Each cause mentioned in the list below won't necessarily return an SSL security certificate warning in your browser, however it may inhibit you from installing the certificate properly.
- Mixed content: Occurs when HTTP assets attempt to be delivered over an HTTPS domain.
- Invalid SSL certificate / Intermediate certificates: Occurs when trying to install the certificate on your web server or CDN but the appropriate certificate details aren't defined.
- Outdated SSL certificate: The certificate is no longer valid and needs to be renewed
- Outdated browser: Certain older browsers don't support SSL technologies such as SNI which results in them not being able to properly view HTTPS pages.
- Browser cache/cookies: Browsers store information locally so that you can access a website faster the second time. Therefore, it may have stored old information pertaining to the site's SSL certificate.
Suggestions on how to fix SSL errors
The section above outlined a few major causes of an SSL error. Not, this section will explain how to fix each individual point mentioned above.
- To solve a mixed content issue, you'll need to ensure that all assets are delivered over HTTPS. To check which assets aren't delivered over HTTPS, open up Chrome DevTools and navigate to the Console tab. This will display a warning for each asset that is causing a mixed-content warning.To resolve this, you must either update the URL manually to
https://(if it is hard coded) or if it is an external resource, you must call the
https://version of that resource or contact the resource owners and ask if they can update their resource to use HTTPS instead.
- When it comes time to add your custom SSL certificate to either your origin server or CDN, you need to ensure that the proper certificate information is provided. This includes all intermediate certificates as well as the private key. Double check that there are no empty lines that may be causing any issues. If you need to generate intermediate certificates, check out our chain composer tool as well as our certificate checker.
- To fix an outdated SSL certificate, this can simply be done by renewing your custom SSL certificate with your dedicated certificate authority or if using Let's Encrypt, you can simply run a renewal command.
- If your browser does not support SNI, you may simply just need to update your browser version. If all else checks out, upon revisiting the same page you should no longer see an SSL error.

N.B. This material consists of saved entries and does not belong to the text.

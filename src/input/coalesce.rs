//! Frame coalescing for high-frequency input.
//!
//! Pointer moves and scrolls can arrive many times per displayed frame, and
//! each reduction hit-tests the registry. [`FrameCoalescer`] holds at most
//! one pending task per key until the host drains it on the next frame:
//!
//! - Scheduling a key that is already pending cancels the old task and
//!   queues the new one behind everything scheduled since.
//! - Draining returns tasks in scheduling order and leaves the queue empty.
//!
//! This is last-event-wins deduplication, not a queue of events.

#[derive(Debug, Clone)]
pub struct FrameCoalescer<K, T> {
    pending: Vec<(K, T)>,
}

impl<K, T> Default for FrameCoalescer<K, T> {
    fn default() -> Self {
        Self {
            pending: Vec::new(),
        }
    }
}

impl<K: PartialEq, T> FrameCoalescer<K, T> {
    pub fn new() -> Self {
        Self::default()
    }

    /// Schedule `task` for the next frame. Returns the task it superseded, if any.
    pub fn schedule(&mut self, key: K, task: T) -> Option<T> {
        let superseded = self.cancel(&key);
        self.pending.push((key, task));
        superseded
    }

    /// Cancel the pending task for `key`.
    pub fn cancel(&mut self, key: &K) -> Option<T> {
        let index = self.pending.iter().position(|(pending, _)| pending == key)?;
        Some(self.pending.remove(index).1)
    }

    pub fn is_pending(&self, key: &K) -> bool {
        self.pending.iter().any(|(pending, _)| pending == key)
    }

    /// Take everything scheduled for this frame, in scheduling order.
    pub fn drain(&mut self) -> Vec<(K, T)> {
        std::mem::take(&mut self.pending)
    }

    pub fn clear(&mut self) {
        self.pending.clear();
    }

    pub fn len(&self) -> usize {
        self.pending.len()
    }

    pub fn is_empty(&self) -> bool {
        self.pending.is_empty()
    }
}
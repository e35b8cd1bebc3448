//! Crate-wide constants.
//!
//! Centralizes default thresholds.

// ============================================================================
// Hit Testing
// ============================================================================

/// Default threshold above which a single hit test is logged as slow
pub const DEFAULT_SLOW_HIT_TEST_MS: f64 = 1.0;

/// Average items compared per hit test above which hit testing is reported as a bottleneck
pub const HIT_TEST_BOTTLENECK_ITEMS: f64 = 100.0;

/// Exponential moving average factor for hit test statistics
pub const HIT_TEST_EMA_ALPHA: f64 = 0.1;

// ============================================================================
// Logging
// ============================================================================

/// Filter directive used when `RUST_LOG` is not set
pub const DEFAULT_LOG_DIRECTIVE: &str = "dropzone=info";
//! Pointer and scroll input handling.
//!
//! This module implements the reducers that turn raw host input into drag
//! lifecycle transitions.
//!
//! ## Architecture
//!
//! The interaction state is an explicit state machine (`InteractionState`).
//! Each reducer reads the current snapshot, hit-tests through the host
//! [`Surface`](crate::surface::Surface), commits one new snapshot, and then
//! publishes the resulting lifecycle events.
//!
//! ## Modules
//!
//! - `state` - Interaction state snapshots
//! - `coalesce` - Per-frame last-event-wins scheduling for moves and scrolls
//! - `pointer_down` - Drag start
//! - `pointer_move` - Pointer move and scroll (drop target re-targeting)
//! - `pointer_up` - Drag end and drop

mod coalesce;
mod pointer_down;
mod pointer_move;
mod pointer_up;
mod state;

pub use coalesce::FrameCoalescer;
pub use state::{DragOrigin, DragSession, InteractionState};

use crate::types::Point;

/// Raw input from the host platform, in client coordinates.
#[derive(Clone, Copy, Debug, PartialEq)]
pub enum InputEvent {
    PointerDown(Point),
    PointerMove(Point),
    /// Released; the drop is resolved at the last reduced pointer position
    PointerUp,
    /// The viewport scrolled under a stationary pointer
    Scroll,
}

/// Identity of a coalesced reducer.
#[derive(Clone, Copy, Debug, PartialEq, Eq, Hash)]
pub enum Reducer {
    PointerMove,
    Scroll,
}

- If you've previously visited a website that was returning an SSL error that has since been resolved, however upon returning to the website you still experience the same error, you may just need to clear your browser's cache/cookies. This should allow the browser to forget any retained information about that website and retrieve the new SSL certificate details.
For the most part, the procedure to fix an SSL error is usually quite simple. With custom SSL certificates the process is a bit more complex, however now with Let's Encrypt, anyone can easily install it and obtain valid and secure SSL certificates for free and with minimal effort. In the event that you do encounter and SSL error on your website or a website you come across, reference the suggestions above to attempt and resolve the issue.